--- RECORDS FOR PROCESSING Enclosed Below ---

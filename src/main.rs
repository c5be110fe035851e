use std::process;

mod cli;
mod config;

fn main() {
    env_logger::Builder::from_env(env_logger::Env::default().default_filter_or("info")).init();
    if let Err(err) = cli::run() {
        log::error!("{err:#}");
        process::exit(1);
    }
}
pub mod dictionary;
pub mod gateways;
pub mod repositories;
pub mod samples;
pub mod tag;
pub mod text;
pub mod usecases;

pub mod entities {
    pub use bluprints_entities::{category::*, description::*, document::*, tag::*};
}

--- End of Enclosed RECORDS FOR PROCESSING ---

WORK ITEM: Each and every entry needs to be repeated exactly.

TASK RESULT:
filename src/main.rs
repository c5be110fe035851e
use std::process;

mod cli;
mod config;

fn main() {
    env_logger::Builder::from_env(env_logger::Env::default().default_filter_or("info")).init();
    if let Err(err) = cli::run() {
        log::error!("{err:#}");
        process::exit(1);
    }
}
pub mod dictionary;
pub mod gateways;
pub mod repositories;
pub mod samples;
pub mod tag;
pub mod text;
pub mod usecases;

pub mod entities {
    pub use bluprints_entities::{category::*, description::*, document::*, tag::*};
}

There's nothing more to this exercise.